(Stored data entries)

——————————

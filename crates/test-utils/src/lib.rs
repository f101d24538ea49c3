//! Shared test utilities for the wfs-geojson workspace.
//!
//! This crate provides common testing infrastructure including:
//! - Feature layers modelled on the WFS conformance test data
//! - Generators for large synthetic feature streams
//!
//! # Usage
//!
//! Add to your crate's `Cargo.toml`:
//!
//! ```toml
//! [dev-dependencies]
//! test-utils = { path = "../test-utils" }
//! ```
//!
//! Then import in your tests:
//!
//! ```ignore
//! use test_utils::fixtures;
//! ```

pub mod fixtures;
pub mod generators;

// Re-export commonly used items at the crate root
pub use fixtures::*;
pub use generators::*;
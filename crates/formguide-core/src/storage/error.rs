//! Storage failures
//!
//! The item store never propagates these: it logs them, keeps the in-memory
//! list and reports the last one through `ItemStore::last_storage_error`.
//! File-level I/O errors are classified so the shell can tell the user what
//! to do next.

use std::io;
use std::path::PathBuf;
use thiserror::Error;

/// A read or write against the key-value backend failed
#[derive(Error, Debug)]
pub enum StorageError {
    /// The data directory could not be created
    #[error("Cannot create data directory '{path}': {source}")]
    Directory {
        path: PathBuf,
        #[source]
        source: io::Error,
    },

    #[error("Permission denied for '{path}'")]
    PermissionDenied {
        path: PathBuf,
        #[source]
        source: io::Error,
    },

    /// No room left on the device or in the user's quota
    #[error("Out of space while writing '{path}'")]
    QuotaExceeded {
        path: PathBuf,
        #[source]
        source: io::Error,
    },

    #[error("Cannot read '{path}': {source}")]
    Read {
        path: PathBuf,
        #[source]
        source: io::Error,
    },

    #[error("Cannot write '{path}': {source}")]
    Write {
        path: PathBuf,
        #[source]
        source: io::Error,
    },

    /// The temp file was written but could not replace the target
    #[error("Cannot move '{from}' into place at '{to}': {source}")]
    Rename {
        from: PathBuf,
        to: PathBuf,
        #[source]
        source: io::Error,
    },

    /// The backend refused the value
    #[error("Write to key '{key}' was rejected: {reason}")]
    Rejected { key: String, reason: String },

    #[error("Cannot serialize items: {0}")]
    Serialize(#[from] serde_json::Error),
}

impl StorageError {
    /// Classify a failed write to `path`
    pub fn from_io(error: io::Error, path: PathBuf) -> Self {
        if error.kind() == io::ErrorKind::PermissionDenied {
            StorageError::PermissionDenied {
                path,
                source: error,
            }
        } else if is_out_of_space(&error) {
            StorageError::QuotaExceeded {
                path,
                source: error,
            }
        } else {
            StorageError::Write {
                path,
                source: error,
            }
        }
    }

    /// True when a retry can succeed once the user frees space or fixes access
    pub fn is_recoverable(&self) -> bool {
        matches!(
            self,
            StorageError::QuotaExceeded { .. }
                | StorageError::PermissionDenied { .. }
                | StorageError::Rejected { .. }
        )
    }

    /// What the user can do about it, if anything
    pub fn recovery_suggestion(&self) -> Option<&'static str> {
        match self {
            StorageError::QuotaExceeded { .. } | StorageError::Rejected { .. } => {
                Some("Free up space, then run `formguide export` so nothing is lost.")
            }
            StorageError::PermissionDenied { .. } => Some(
                "Check permissions on the data directory, or move it with `formguide config set data_dir <path>`.",
            ),
            StorageError::Directory { .. } => {
                Some("Make sure the parent of data_dir exists and is writable.")
            }
            _ => None,
        }
    }
}

fn is_out_of_space(error: &io::Error) -> bool {
    let msg = error.to_string().to_lowercase();
    ["no space left", "disk full", "quota exceeded", "not enough space"]
        .iter()
        .any(|needle| msg.contains(needle))
}

pub type StorageResult<T> = Result<T, StorageError>;
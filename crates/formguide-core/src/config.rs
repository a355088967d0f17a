//! Application configuration
//!
//! Sources, lowest to highest precedence:
//! 1. Built-in defaults
//! 2. TOML file (`~/.config/formguide/config.toml`, `FORMGUIDE_CONFIG`, or
//!    an explicit path from the command line)
//! 3. `FORMGUIDE_*` environment variables
//!
//! ```toml
//! data_dir = "/home/me/.local/share/formguide"
//! default_sort = "title"
//! share_base_url = "https://guides.example/app"
//! log_file = "/tmp/formguide.log"
//! ```

use anyhow::{Context, Result};
use serde::{Deserialize, Serialize};
use std::fs;
use std::path::{Path, PathBuf};

use crate::query::SortKey;
use crate::storage::STORAGE_KEY;

const ENV_PREFIX: &str = "FORMGUIDE";

/// Base URL share links are built on when none is configured
pub const DEFAULT_SHARE_BASE_URL: &str = "formguide://share";

/// Application configuration
#[derive(Debug, Clone, Serialize, Deserialize)]
pub struct Config {
    /// Where the item list is stored
    #[serde(default = "default_data_dir")]
    pub data_dir: PathBuf,

    /// Sort order used by `list` when none is given
    #[serde(default)]
    pub default_sort: SortKey,

    /// URL that share links are appended to
    #[serde(default = "default_share_base_url")]
    pub share_base_url: String,

    /// Debug log destination; `<data_dir>/debug.log` when unset
    #[serde(default, skip_serializing_if = "Option::is_none")]
    pub log_file: Option<PathBuf>,
}

impl Default for Config {
    fn default() -> Self {
        Self {
            data_dir: default_data_dir(),
            default_sort: SortKey::default(),
            share_base_url: default_share_base_url(),
            log_file: None,
        }
    }
}

impl Config {
    /// Load from the default config file plus environment overrides
    pub fn load() -> Result<Self> {
        Self::load_from_path(&Self::config_file_path())
    }

    /// Load from `path` when given, otherwise from the default location
    pub fn load_with_cli_override(path: Option<&PathBuf>) -> Result<Self> {
        match path {
            Some(path) => Self::load_from_path(path),
            None => Self::load(),
        }
    }

    /// Load from `path`, falling back to defaults when the file is missing
    ///
    /// Environment overrides are applied and the data directory is created.
    pub fn load_from_path(path: &Path) -> Result<Self> {
        let mut config = Self::read_file(path)?;
        config.apply_env_overrides();
        config.ensure_data_dir()?;
        Ok(config)
    }

    /// Read `path` as written, without environment overrides
    ///
    /// This is the base to edit and save back, so that a `FORMGUIDE_*`
    /// variable set for one run never lands in the file.
    pub fn read_file(path: &Path) -> Result<Self> {
        match fs::read_to_string(path) {
            Ok(content) => Self::parse(&content)
                .with_context(|| format!("Invalid config file: {}", path.display())),
            Err(e) if e.kind() == std::io::ErrorKind::NotFound => Ok(Self::default()),
            Err(e) => {
                Err(e).with_context(|| format!("Cannot read config file: {}", path.display()))
            }
        }
    }

    fn parse(toml_content: &str) -> Result<Self> {
        toml::from_str(toml_content).context("Failed to parse config TOML")
    }

    fn apply_env_overrides(&mut self) {
        if let Some(dir) = env_override("DATA_DIR") {
            self.data_dir = PathBuf::from(dir);
        }

        if let Some(sort) = env_override("DEFAULT_SORT") {
            if !sort.trim().is_empty() {
                self.default_sort = SortKey::from(sort);
            }
        }

        // an empty value resets to the built-in default
        if let Some(base) = env_override("SHARE_BASE_URL") {
            self.share_base_url = if base.is_empty() {
                default_share_base_url()
            } else {
                base
            };
        }

        if let Some(file) = env_override("LOG_FILE") {
            self.log_file = (!file.is_empty()).then(|| PathBuf::from(file));
        }
    }

    /// Create the data directory if it does not exist yet
    pub fn ensure_data_dir(&self) -> Result<()> {
        fs::create_dir_all(&self.data_dir).with_context(|| {
            format!(
                "Failed to create data directory: {}",
                self.data_dir.display()
            )
        })
    }

    /// Write to `config_path`, creating parent directories
    pub fn save_to_path(&self, config_path: &Path) -> Result<()> {
        if let Some(parent) = config_path.parent() {
            fs::create_dir_all(parent).with_context(|| {
                format!("Failed to create config directory: {}", parent.display())
            })?;
        }

        let content = toml::to_string_pretty(self).context("Failed to serialize config")?;
        fs::write(config_path, content)
            .with_context(|| format!("Failed to write config file: {}", config_path.display()))
    }

    /// Default config file, or `FORMGUIDE_CONFIG` when set
    pub fn config_file_path() -> PathBuf {
        if let Some(path) = env_override("CONFIG").filter(|p| !p.is_empty()) {
            return PathBuf::from(path);
        }

        dirs::config_dir()
            .unwrap_or_else(|| PathBuf::from("."))
            .join("formguide")
            .join("config.toml")
    }

    /// File holding the persisted item list
    pub fn items_path(&self) -> PathBuf {
        self.data_dir.join(format!("{}.json", STORAGE_KEY))
    }

    /// Where debug logs go
    pub fn log_path(&self) -> PathBuf {
        self.log_file
            .clone()
            .unwrap_or_else(|| self.data_dir.join("debug.log"))
    }
}

/// Value of `FORMGUIDE_<name>`, if set
fn env_override(name: &str) -> Option<String> {
    std::env::var(format!("{}_{}", ENV_PREFIX, name)).ok()
}

fn default_data_dir() -> PathBuf {
    dirs::data_local_dir()
        .unwrap_or_else(|| PathBuf::from("."))
        .join("formguide")
}

fn default_share_base_url() -> String {
    DEFAULT_SHARE_BASE_URL.to_string()
}

#[cfg(test)]
mod tests {
    use super::*;
    use std::env;
    use std::sync::Mutex;
    use tempfile::TempDir;

    static ENV_LOCK: Mutex<()> = Mutex::new(());

    const ENV_VARS: &[&str] = &[
        "FORMGUIDE_DATA_DIR",
        "FORMGUIDE_DEFAULT_SORT",
        "FORMGUIDE_SHARE_BASE_URL",
        "FORMGUIDE_LOG_FILE",
        "FORMGUIDE_CONFIG",
    ];

    /// Run `f` with the given FORMGUIDE_* variables set and all others cleared
    ///
    /// Holds a lock so env-touching tests never interleave; previous values are
    /// restored afterwards.
    fn with_env<T>(vars: &[(&str, &str)], f: impl FnOnce() -> T) -> T {
        let _lock = ENV_LOCK.lock().unwrap_or_else(|e| e.into_inner());
        let saved: Vec<_> = ENV_VARS
            .iter()
            .map(|&name| (name, env::var(name).ok()))
            .collect();

        for name in ENV_VARS {
            env::remove_var(name);
        }
        for (name, value) in vars {
            env::set_var(name, value);
        }

        let result = f();

        for (name, value) in saved {
            match value {
                Some(v) => env::set_var(name, v),
                None => env::remove_var(name),
            }
        }
        result
    }

    #[test]
    fn test_default_config() {
        let config = Config::default();
        assert_eq!(config.default_sort, SortKey::UpdatedAt);
        assert_eq!(config.share_base_url, DEFAULT_SHARE_BASE_URL);
        assert!(config.log_file.is_none());
        assert!(config.data_dir.ends_with("formguide"));
    }

    #[test]
    fn test_file_paths() {
        let config = Config {
            data_dir: PathBuf::from("/data/formguide"),
            ..Config::default()
        };

        assert_eq!(
            config.items_path(),
            PathBuf::from("/data/formguide/exercise-guides.json")
        );
        assert_eq!(config.log_path(), PathBuf::from("/data/formguide/debug.log"));
    }

    #[test]
    fn test_env_override_data_dir() {
        let config = with_env(&[("FORMGUIDE_DATA_DIR", "/tmp/formguide-test")], || {
            let mut config = Config::default();
            config.apply_env_overrides();
            config
        });

        assert_eq!(config.data_dir, PathBuf::from("/tmp/formguide-test"));
    }

    #[test]
    fn test_env_override_default_sort() {
        let sort = with_env(&[("FORMGUIDE_DEFAULT_SORT", "title")], || {
            let mut config = Config::default();
            config.apply_env_overrides();
            config.default_sort
        });
        assert_eq!(sort, SortKey::Title);

        let sort = with_env(&[("FORMGUIDE_DEFAULT_SORT", " ")], || {
            let mut config = Config::default();
            config.apply_env_overrides();
            config.default_sort
        });
        assert_eq!(sort, SortKey::UpdatedAt);
    }

    #[test]
    fn test_env_override_share_base_url_and_log_file() {
        let config = with_env(
            &[
                ("FORMGUIDE_SHARE_BASE_URL", "https://guides.example/"),
                ("FORMGUIDE_LOG_FILE", "/tmp/fg.log"),
            ],
            || {
                let mut config = Config::default();
                config.apply_env_overrides();
                config
            },
        );
        assert_eq!(config.share_base_url, "https://guides.example/");
        assert_eq!(config.log_path(), PathBuf::from("/tmp/fg.log"));

        let config = with_env(
            &[("FORMGUIDE_SHARE_BASE_URL", ""), ("FORMGUIDE_LOG_FILE", "")],
            || {
                let mut config = config.clone();
                config.apply_env_overrides();
                config
            },
        );
        assert_eq!(config.share_base_url, DEFAULT_SHARE_BASE_URL);
        assert!(config.log_file.is_none());
    }

    #[test]
    fn test_config_file_path_override() {
        let path = with_env(&[("FORMGUIDE_CONFIG", "/etc/fg.toml")], Config::config_file_path);
        assert_eq!(path, PathBuf::from("/etc/fg.toml"));

        let path = with_env(&[], Config::config_file_path);
        assert!(path.ends_with("formguide/config.toml"));
    }

    #[test]
    fn test_toml_roundtrip() {
        let config = Config {
            data_dir: PathBuf::from("/data/formguide"),
            default_sort: SortKey::CreatedAt,
            share_base_url: "https://guides.example/".to_string(),
            log_file: None,
        };

        let toml_str = toml::to_string_pretty(&config).unwrap();
        assert!(toml_str.contains("default_sort = \"createdAt\""));
        assert!(!toml_str.contains("log_file"));

        let parsed = Config::parse(&toml_str).unwrap();
        assert_eq!(parsed.data_dir, config.data_dir);
        assert_eq!(parsed.default_sort, config.default_sort);
        assert_eq!(parsed.share_base_url, config.share_base_url);
    }

    #[test]
    fn test_parse_fills_defaults() {
        let config = Config::parse(
            r#"
            data_dir = "/custom/data"
            default_sort = "title"
            "#,
        )
        .unwrap();

        assert_eq!(config.data_dir, PathBuf::from("/custom/data"));
        assert_eq!(config.default_sort, SortKey::Title);
        assert_eq!(config.share_base_url, DEFAULT_SHARE_BASE_URL);
    }

    #[test]
    fn test_parse_invalid() {
        assert!(Config::parse("data_dir = [").is_err());
    }

    #[test]
    fn test_load_missing_file_uses_defaults() {
        let temp_dir = TempDir::new().unwrap();
        let data_dir = temp_dir.path().join("data");
        let data_dir_str = data_dir.to_string_lossy().to_string();

        let config = with_env(&[("FORMGUIDE_DATA_DIR", data_dir_str.as_str())], || {
            Config::load_from_path(Path::new("/nonexistent/config.toml")).unwrap()
        });

        assert_eq!(config.default_sort, SortKey::UpdatedAt);
        assert_eq!(config.data_dir, data_dir);
        assert!(data_dir.exists());
    }

    #[test]
    fn test_save_then_load() {
        let temp_dir = TempDir::new().unwrap();
        let path = temp_dir.path().join("nested").join("config.toml");

        let config = Config {
            data_dir: temp_dir.path().join("data"),
            default_sort: SortKey::Title,
            ..Config::default()
        };
        config.save_to_path(&path).unwrap();

        let loaded = with_env(&[], || Config::load_from_path(&path).unwrap());
        assert_eq!(loaded.default_sort, SortKey::Title);
        assert_eq!(loaded.data_dir, config.data_dir);
    }

    #[test]
    fn test_read_file_ignores_env_overrides() {
        let temp_dir = TempDir::new().unwrap();
        let path = temp_dir.path().join("config.toml");
        let config = Config {
            data_dir: temp_dir.path().join("data"),
            share_base_url: "https://guides.example/file".to_string(),
            ..Config::default()
        };
        config.save_to_path(&path).unwrap();

        let vars = [
            ("FORMGUIDE_SHARE_BASE_URL", "https://guides.example/env"),
            ("FORMGUIDE_DEFAULT_SORT", "title"),
        ];
        let (raw, effective) = with_env(&vars, || {
            (
                Config::read_file(&path).unwrap(),
                Config::load_from_path(&path).unwrap(),
            )
        });

        assert_eq!(raw.share_base_url, "https://guides.example/file");
        assert_eq!(raw.default_sort, SortKey::UpdatedAt);
        assert_eq!(effective.share_base_url, "https://guides.example/env");
        assert_eq!(effective.default_sort, SortKey::Title);
    }
}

——————————

__WHAT YOU ARE ASKED TO DO__:
Please filter the entries for the word "impl" and copy the lines that have it.

__FINISHED TASK__:
impl StorageError {
impl Default for Config {
impl Config {
    fn with_env<T>(vars: &[(&str, &str)], f: impl FnOnce() -> T) -> T {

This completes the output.